26 Principles of Good Prompts

The 26 principles of good prompts are a set of practical rules for writing prompts to large language models, introduced in the December 2023 paper Principled Instructions Are All You Need for Questioning LLaMA-1/2, GPT-3.5/4 by Sondos Mahmoud Bsharat, Aidar Myrzakhan, and Zhiqiang Shen of the VILA Lab at the Mohamed bin Zayed University of Artificial Intelligence (MBZUAI) in Abu Dhabi. The paper argues that simple, well-chosen instructions can substantially improve the quality and accuracy of responses from systems like GPT-4, GPT-3.5, and the LLaMA family without any fine tuning. The principles cover formatting tricks, role assignments, audience targeting, monetary incentives, penalties, and reasoning patterns, and they have been widely circulated in prompt engineering tutorials and training material.^[1]^[2]

The paper appeared on arXiv as preprint 2312.16171 on December 26, 2023, with a revised version on January 18, 2024. The authors evaluated each principle on a custom benchmark called ATLAS, which contains roughly 13,000 instruction-response data points and 20 hand-curated test questions per principle. They tested seven models: LLaMA-1 and LLaMA-2 at 7B, 13B, and 70B parameter scales, plus GPT-3.5 and GPT-4. On GPT-4 the authors reported an average improvement of 57.7% in response quality (which they call boosting) and 36.4% in correctness. They also found that larger models benefited more than smaller ones, with relative accuracy gains above 20% on the bigger systems. The work has been cited dozens of times and the ATLAS repository has a substantial GitHub following, although the methodology has drawn criticism.^[1]^[3]^[4]

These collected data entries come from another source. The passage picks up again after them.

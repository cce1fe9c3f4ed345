//! Health Check Endpoint
//!
//! Deep health check: a plain 200 only proves the process is alive, so the
//! database connection is probed too and reported separately for load
//! balancers and monitoring.

use axum::{extract::State, Json};
use serde::Serialize;

use crate::AppState;

/// Health check response
#[derive(Serialize)]
pub struct HealthResponse {
    pub status: String,
    pub version: String,
    pub database: DatabaseStatus,
    pub timestamp: String,
}

#[derive(Serialize)]
pub struct DatabaseStatus {
    pub connected: bool,
    pub latency_ms: Option<u64>,
}

/// GET /health
pub async fn health_check(State(state): State<AppState>) -> Json<HealthResponse> {
    let db_start = std::time::Instant::now();
    let db_status = match state.db.health_check().await {
        Ok(_) => DatabaseStatus {
            connected: true,
            latency_ms: Some(db_start.elapsed().as_millis() as u64),
        },
        Err(_) => DatabaseStatus {
            connected: false,
            latency_ms: None,
        },
    };

    Json(HealthResponse {
        status: if db_status.connected { "healthy" } else { "degraded" }.to_string(),
        version: env!("CARGO_PKG_VERSION").to_string(),
        database: db_status,
        timestamp: chrono::Utc::now().to_rfc3339(),
    })
}
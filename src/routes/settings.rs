//! Settings Endpoints
//!
//! Display preferences only, 1:1 per user. GET creates the row with
//! defaults on first access; PUT is a partial update where absent fields
//! are left untouched.

use axum::{extract::State, Json};
use serde::Deserialize;

use crate::db::SettingsPatch;
use crate::services::AuthUser;
use crate::types::UserSettingsDto;
use crate::{error::ApiError, AppState};

#[derive(Debug, Deserialize, Default)]
#[serde(rename_all = "camelCase")]
pub struct UpdateSettingsRequest {
    pub dashboard_view_type: Option<String>,
    pub theme: Option<String>,
    pub show_amount: Option<bool>,
    pub show_percentage: Option<bool>,
    pub show_asset_name: Option<bool>,
    pub show_investment_type: Option<bool>,
    pub show_dashboard_assets: Option<bool>,
    pub dashboard_color_scheme: Option<String>,
    pub button_shape: Option<String>,
}

/// GET /api/settings
pub async fn get_settings(
    State(state): State<AppState>,
    user: AuthUser,
) -> Result<Json<UserSettingsDto>, ApiError> {
    let settings = state.db.get_or_create_settings(user.user_id).await?;
    Ok(Json(UserSettingsDto::from(&settings)))
}

/// PUT /api/settings
pub async fn update_settings(
    State(state): State<AppState>,
    user: AuthUser,
    Json(request): Json<UpdateSettingsRequest>,
) -> Result<Json<UserSettingsDto>, ApiError> {
    let patch = SettingsPatch {
        dashboard_view_type: request.dashboard_view_type,
        theme: request.theme,
        show_amount: request.show_amount,
        show_percentage: request.show_percentage,
        show_asset_name: request.show_asset_name,
        show_investment_type: request.show_investment_type,
        show_dashboard_assets: request.show_dashboard_assets,
        dashboard_color_scheme: request.dashboard_color_scheme,
        button_shape: request.button_shape,
    };

    let settings = state.db.update_settings(user.user_id, &patch).await?;
    Ok(Json(UserSettingsDto::from(&settings)))
}
//! Error Handling Module
//!
//! Provides type-safe error handling with proper HTTP status code mapping.
//! Uses thiserror for domain errors and integrates with tracing for
//! structured logging.

use axum::{
    http::StatusCode,
    response::{IntoResponse, Response},
    Json,
};
use serde::Serialize;
use thiserror::Error;

/// API error type
///
/// Each variant maps to an HTTP status code:
/// - client errors: 4xx (bad input, auth failure, missing row)
/// - server errors: 5xx (infrastructure)
///
/// Internal details are logged server-side and never sent to clients.
#[derive(Debug, Error)]
pub enum ApiError {
    // ============ 400 Bad Request ============
    #[error("Invalid request: {0}")]
    BadRequest(String),

    #[error("Validation failed: {0}")]
    ValidationError(String),

    // ============ 401 Unauthorized ============
    #[error("Authentication required")]
    Unauthorized,

    // ============ 404 Not Found ============
    #[error("Resource not found: {0}")]
    NotFound(String),

    // ============ 500 Internal Server Error ============
    #[error("Database error: {0}")]
    DatabaseError(String),

    #[error("Internal server error")]
    InternalError,
}

/// Error response body
#[derive(Serialize)]
pub struct ErrorResponse {
    pub error: String,
    pub code: String,
    #[serde(skip_serializing_if = "Option::is_none")]
    pub details: Option<String>,
}

impl IntoResponse for ApiError {
    fn into_response(self) -> Response {
        let (status, code, message, details) = match &self {
            // 4xx client errors
            ApiError::BadRequest(msg) => (
                StatusCode::BAD_REQUEST,
                "BAD_REQUEST",
                msg.clone(),
                None,
            ),
            ApiError::ValidationError(msg) => (
                StatusCode::BAD_REQUEST,
                "VALIDATION_ERROR",
                "Validation failed".to_string(),
                Some(msg.clone()),
            ),
            ApiError::Unauthorized => (
                StatusCode::UNAUTHORIZED,
                "UNAUTHORIZED",
                "Authentication required".to_string(),
                None,
            ),
            ApiError::NotFound(resource) => (
                StatusCode::NOT_FOUND,
                "NOT_FOUND",
                format!("{} not found", resource),
                None,
            ),

            // 5xx server errors, details stay out of the response body
            ApiError::DatabaseError(_) => {
                tracing::error!("Database error: {:?}", self);
                (
                    StatusCode::INTERNAL_SERVER_ERROR,
                    "DATABASE_ERROR",
                    "An error occurred".to_string(),
                    None,
                )
            }
            ApiError::InternalError => {
                tracing::error!("Internal error: {:?}", self);
                (
                    StatusCode::INTERNAL_SERVER_ERROR,
                    "INTERNAL_ERROR",
                    "An error occurred".to_string(),
                    None,
                )
            }
        };

        let body = ErrorResponse {
            error: message,
            code: code.to_string(),
            details,
        };

        (status, Json(body)).into_response()
    }
}

/// SQLx errors become generic 500s; row-level "not found" is handled by the
/// query layer returning Option, never by bubbling RowNotFound here.
impl From<sqlx::Error> for ApiError {
    fn from(err: sqlx::Error) -> Self {
        tracing::error!("SQLx error: {:?}", err);
        ApiError::DatabaseError(err.to_string())
    }
}

impl From<anyhow::Error> for ApiError {
    fn from(err: anyhow::Error) -> Self {
        tracing::error!("Anyhow error: {:?}", err);
        ApiError::InternalError
    }
}

#[cfg(test)]
mod tests {
    use super::*;
    use axum::http::StatusCode;

    #[test]
    fn test_status_mapping() {
        let resp = ApiError::NotFound("Asset".to_string()).into_response();
        assert_eq!(resp.status(), StatusCode::NOT_FOUND);

        let resp = ApiError::Unauthorized.into_response();
        assert_eq!(resp.status(), StatusCode::UNAUTHORIZED);

        let resp = ApiError::ValidationError("Username is required".to_string()).into_response();
        assert_eq!(resp.status(), StatusCode::BAD_REQUEST);

        let resp = ApiError::InternalError.into_response();
        assert_eq!(resp.status(), StatusCode::INTERNAL_SERVER_ERROR);
    }
}
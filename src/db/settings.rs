//! User settings queries
//!
//! Settings are 1:1 with users and created lazily on first access. The
//! get-or-create path inserts behind the user_id UNIQUE constraint
//! (ON CONFLICT DO NOTHING) so two concurrent first reads for a new user
//! cannot produce duplicate rows.

use anyhow::Result;
use chrono::Utc;

use super::{Database, UserSettings};

/// Partial update: only present fields overwrite stored values
#[derive(Default)]
pub struct SettingsPatch {
    pub dashboard_view_type: Option<String>,
    pub theme: Option<String>,
    pub show_amount: Option<bool>,
    pub show_percentage: Option<bool>,
    pub show_asset_name: Option<bool>,
    pub show_investment_type: Option<bool>,
    pub show_dashboard_assets: Option<bool>,
    pub dashboard_color_scheme: Option<String>,
    pub button_shape: Option<String>,
}

impl Database {
    /// Fetch the user's settings, creating the row with defaults on first
    /// access
    pub async fn get_or_create_settings(&self, user_id: i32) -> Result<UserSettings> {
        sqlx::query(
            r#"
            INSERT INTO user_settings (user_id, created_at)
            VALUES ($1, NOW())
            ON CONFLICT (user_id) DO NOTHING
            "#,
        )
        .bind(user_id)
        .execute(self.pool())
        .await?;

        let settings = sqlx::query_as::<_, UserSettings>(
            r#"
            SELECT
                id, user_id, dashboard_view_type, theme, show_amount,
                show_percentage, show_asset_name, show_investment_type,
                show_dashboard_assets, dashboard_color_scheme, button_shape,
                created_at, updated_at
            FROM user_settings
            WHERE user_id = $1
            "#,
        )
        .bind(user_id)
        .fetch_one(self.pool())
        .await?;

        Ok(settings)
    }

    /// Apply a partial update; COALESCE leaves absent fields untouched
    pub async fn update_settings(
        &self,
        user_id: i32,
        patch: &SettingsPatch,
    ) -> Result<UserSettings> {
        // Row may not exist yet if the first thing a new user does is save
        // preferences; create it before patching.
        self.get_or_create_settings(user_id).await?;

        let settings = sqlx::query_as::<_, UserSettings>(
            r#"
            UPDATE user_settings
            SET dashboard_view_type    = COALESCE($1, dashboard_view_type),
                theme                  = COALESCE($2, theme),
                show_amount            = COALESCE($3, show_amount),
                show_percentage        = COALESCE($4, show_percentage),
                show_asset_name        = COALESCE($5, show_asset_name),
                show_investment_type   = COALESCE($6, show_investment_type),
                show_dashboard_assets  = COALESCE($7, show_dashboard_assets),
                dashboard_color_scheme = COALESCE($8, dashboard_color_scheme),
                button_shape           = COALESCE($9, button_shape),
                updated_at             = $10
            WHERE user_id = $11
            RETURNING
                id, user_id, dashboard_view_type, theme, show_amount,
                show_percentage, show_asset_name, show_investment_type,
                show_dashboard_assets, dashboard_color_scheme, button_shape,
                created_at, updated_at
            "#,
        )
        .bind(&patch.dashboard_view_type)
        .bind(&patch.theme)
        .bind(patch.show_amount)
        .bind(patch.show_percentage)
        .bind(patch.show_asset_name)
        .bind(patch.show_investment_type)
        .bind(patch.show_dashboard_assets)
        .bind(&patch.dashboard_color_scheme)
        .bind(&patch.button_shape)
        .bind(Utc::now())
        .bind(user_id)
        .fetch_one(self.pool())
        .await?;

        Ok(settings)
    }
}
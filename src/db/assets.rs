//! Asset queries
//!
//! Every method scopes by (user_id, is_active = TRUE). Updates and deletes
//! against a row the user does not own, or an already-deleted row, simply
//! match nothing; callers see that as Option::None / false.

use anyhow::Result;
use chrono::Utc;
use rust_decimal::Decimal;

use super::{Asset, Database};

/// Mutable asset fields, used for both create and full-replace update
pub struct AssetFields {
    pub name: String,
    pub amount: Decimal,
    pub target_amount: Option<Decimal>,
    pub investment_type: String,
    pub risk_category: String,
}

impl Database {
    /// All active assets for a user, ordered by name
    pub async fn list_assets(&self, user_id: i32) -> Result<Vec<Asset>> {
        let assets = sqlx::query_as::<_, Asset>(
            r#"
            SELECT
                id, user_id, name, amount, target_amount, investment_type,
                risk_category, is_active, created_at, updated_at
            FROM assets
            WHERE user_id = $1 AND is_active = TRUE
            ORDER BY name
            "#,
        )
        .bind(user_id)
        .fetch_all(self.pool())
        .await?;

        Ok(assets)
    }

    /// One active asset, scoped to its owner
    pub async fn find_asset(&self, user_id: i32, asset_id: i32) -> Result<Option<Asset>> {
        let asset = sqlx::query_as::<_, Asset>(
            r#"
            SELECT
                id, user_id, name, amount, target_amount, investment_type,
                risk_category, is_active, created_at, updated_at
            FROM assets
            WHERE id = $1 AND user_id = $2 AND is_active = TRUE
            "#,
        )
        .bind(asset_id)
        .bind(user_id)
        .fetch_optional(self.pool())
        .await?;

        Ok(asset)
    }

    /// Sum of active asset amounts for a user (0 when there are none)
    pub async fn total_asset_amount(&self, user_id: i32) -> Result<Decimal> {
        let (total,): (Option<Decimal>,) = sqlx::query_as(
            "SELECT SUM(amount) FROM assets WHERE user_id = $1 AND is_active = TRUE",
        )
        .bind(user_id)
        .fetch_one(self.pool())
        .await?;

        Ok(total.unwrap_or_default())
    }

    pub async fn insert_asset(&self, user_id: i32, fields: &AssetFields) -> Result<Asset> {
        let asset = sqlx::query_as::<_, Asset>(
            r#"
            INSERT INTO assets (
                user_id, name, amount, target_amount, investment_type,
                risk_category, is_active, created_at
            )
            VALUES ($1, $2, $3, $4, $5, $6, TRUE, NOW())
            RETURNING
                id, user_id, name, amount, target_amount, investment_type,
                risk_category, is_active, created_at, updated_at
            "#,
        )
        .bind(user_id)
        .bind(&fields.name)
        .bind(fields.amount)
        .bind(fields.target_amount)
        .bind(&fields.investment_type)
        .bind(&fields.risk_category)
        .fetch_one(self.pool())
        .await?;

        Ok(asset)
    }

    /// Full-replace update; None when the row is missing, inactive, or owned
    /// by another user
    pub async fn update_asset(
        &self,
        user_id: i32,
        asset_id: i32,
        fields: &AssetFields,
    ) -> Result<Option<Asset>> {
        let asset = sqlx::query_as::<_, Asset>(
            r#"
            UPDATE assets
            SET name = $1, amount = $2, target_amount = $3,
                investment_type = $4, risk_category = $5, updated_at = $6
            WHERE id = $7 AND user_id = $8 AND is_active = TRUE
            RETURNING
                id, user_id, name, amount, target_amount, investment_type,
                risk_category, is_active, created_at, updated_at
            "#,
        )
        .bind(&fields.name)
        .bind(fields.amount)
        .bind(fields.target_amount)
        .bind(&fields.investment_type)
        .bind(&fields.risk_category)
        .bind(Utc::now())
        .bind(asset_id)
        .bind(user_id)
        .fetch_optional(self.pool())
        .await?;

        Ok(asset)
    }

    /// Soft delete; false when nothing matched
    pub async fn soft_delete_asset(&self, user_id: i32, asset_id: i32) -> Result<bool> {
        let result = sqlx::query(
            r#"
            UPDATE assets
            SET is_active = FALSE, updated_at = $1
            WHERE id = $2 AND user_id = $3 AND is_active = TRUE
            "#,
        )
        .bind(Utc::now())
        .bind(asset_id)
        .bind(user_id)
        .execute(self.pool())
        .await?;

        Ok(result.rows_affected() > 0)
    }
}
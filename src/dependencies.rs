use std::fmt::{self, Display};

use fxhash::FxHashMap;
use smallvec::SmallVec;

use crate::object::{Key, ObjectId};
use crate::ComputationId;

/// Subscribers of one source, in the order they were recorded.
pub(crate) type Subscribers = SmallVec<[ComputationId; 4]>;

/// Something a computation can depend on.
#[derive(Clone, Debug, PartialEq, Eq, Hash)]
pub enum Dependency {
	/// A field of an observed object.
	Field { object: ObjectId, key: Key },
	/// The value of a computed.
	Computed(ComputationId),
}

impl Dependency {
	pub fn field(object: ObjectId, key: impl Into<Key>) -> Self {
		Dependency::Field {
			object,
			key: key.into(),
		}
	}
}

impl Display for Dependency {
	fn fmt(&self, f: &mut fmt::Formatter<'_>) -> fmt::Result {
		match self {
			Dependency::Field { object, key } => write!(f, "{}.{}", object, key),
			Dependency::Computed(id) => write!(f, "{}", id),
		}
	}
}

/// The dependency graph: object → field → subscribers, plus
/// computed → subscribers for computeds read by other computations.
///
/// Objects are only referenced by id, the store never keeps one alive.
#[derive(Default)]
pub(crate) struct Store {
	fields: FxHashMap<ObjectId, FxHashMap<Key, Subscribers>>,
	computed: FxHashMap<ComputationId, Subscribers>,
}

impl Store {
	/// Adds `id` to the subscribers of `source`. Returns `false` when it was
	/// already there.
	pub fn record(&mut self, source: &Dependency, id: ComputationId) -> bool {
		let subscribers = match source {
			Dependency::Field { object, key } => self
				.fields
				.entry(*object)
				.or_default()
				.entry(key.clone())
				.or_default(),
			Dependency::Computed(computed) => self.computed.entry(*computed).or_default(),
		};

		if subscribers.contains(&id) {
			return false;
		}

		subscribers.push(id);
		true
	}

	pub fn has_target(&self, object: ObjectId) -> bool {
		self.fields.contains_key(&object)
	}

	pub fn field(&self, object: ObjectId, key: &str) -> Subscribers {
		self.fields
			.get(&object)
			.and_then(|fields| fields.get(key))
			.cloned()
			.unwrap_or_default()
	}

	pub fn subscribers(&self, source: &Dependency) -> Subscribers {
		match source {
			Dependency::Field { object, key } => self.field(*object, key),
			Dependency::Computed(computed) => {
				self.computed.get(computed).cloned().unwrap_or_default()
			}
		}
	}

	/// Takes `id` out of the subscribers of `source`, dropping sets and
	/// field maps that end up empty.
	pub fn remove(&mut self, source: &Dependency, id: ComputationId) {
		match source {
			Dependency::Field { object, key } => {
				let Some(fields) = self.fields.get_mut(object) else {
					return;
				};
				if let Some(subscribers) = fields.get_mut(key) {
					subscribers.retain(|s| *s != id);
					if subscribers.is_empty() {
						fields.remove(key);
					}
				}
				if fields.is_empty() {
					self.fields.remove(object);
				}
			}
			Dependency::Computed(computed) => {
				if let Some(subscribers) = self.computed.get_mut(computed) {
					subscribers.retain(|s| *s != id);
					if subscribers.is_empty() {
						self.computed.remove(computed);
					}
				}
			}
		}
	}

	/// Drops everything that listens to `computed` itself.
	pub fn forget_computed(&mut self, computed: ComputationId) {
		self.computed.remove(&computed);
	}

	pub fn forget(&mut self, object: ObjectId) {
		self.fields.remove(&object);
	}
}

the paper and its benchmark

The central claim is that you do not need to retrain a model to get better answers; you can rewrite the prompt instead. The 26 principles are presented as concrete patterns a non-specialist user can copy. Applying the principles raised quality by an average of 57.7% on GPT-4 and lifted correctness by 36.4%. Across all tested models, principled prompts produced roughly a 50% average improvement.^[1]^[3]

The ATLAS dataset is split into a general portion and a per-principle portion, with two measurement categories. The boosting metric tracks how much a principle improves the perceived quality of a response on the same question; correctness tracks factual accuracy. For each principle the authors picked 20 questions designed to expose the prompt pattern, then ran each model with and without the principled rewrite and compared outputs. On LLaMA-2-7B and 13B, correctness improvements often sat in the 10% to 40% range. On the 70B model and on GPT-3.5 and GPT-4 the relative gains commonly exceeded 40%, the basis for the claim that scale and principled prompting compound.^[1]^[3]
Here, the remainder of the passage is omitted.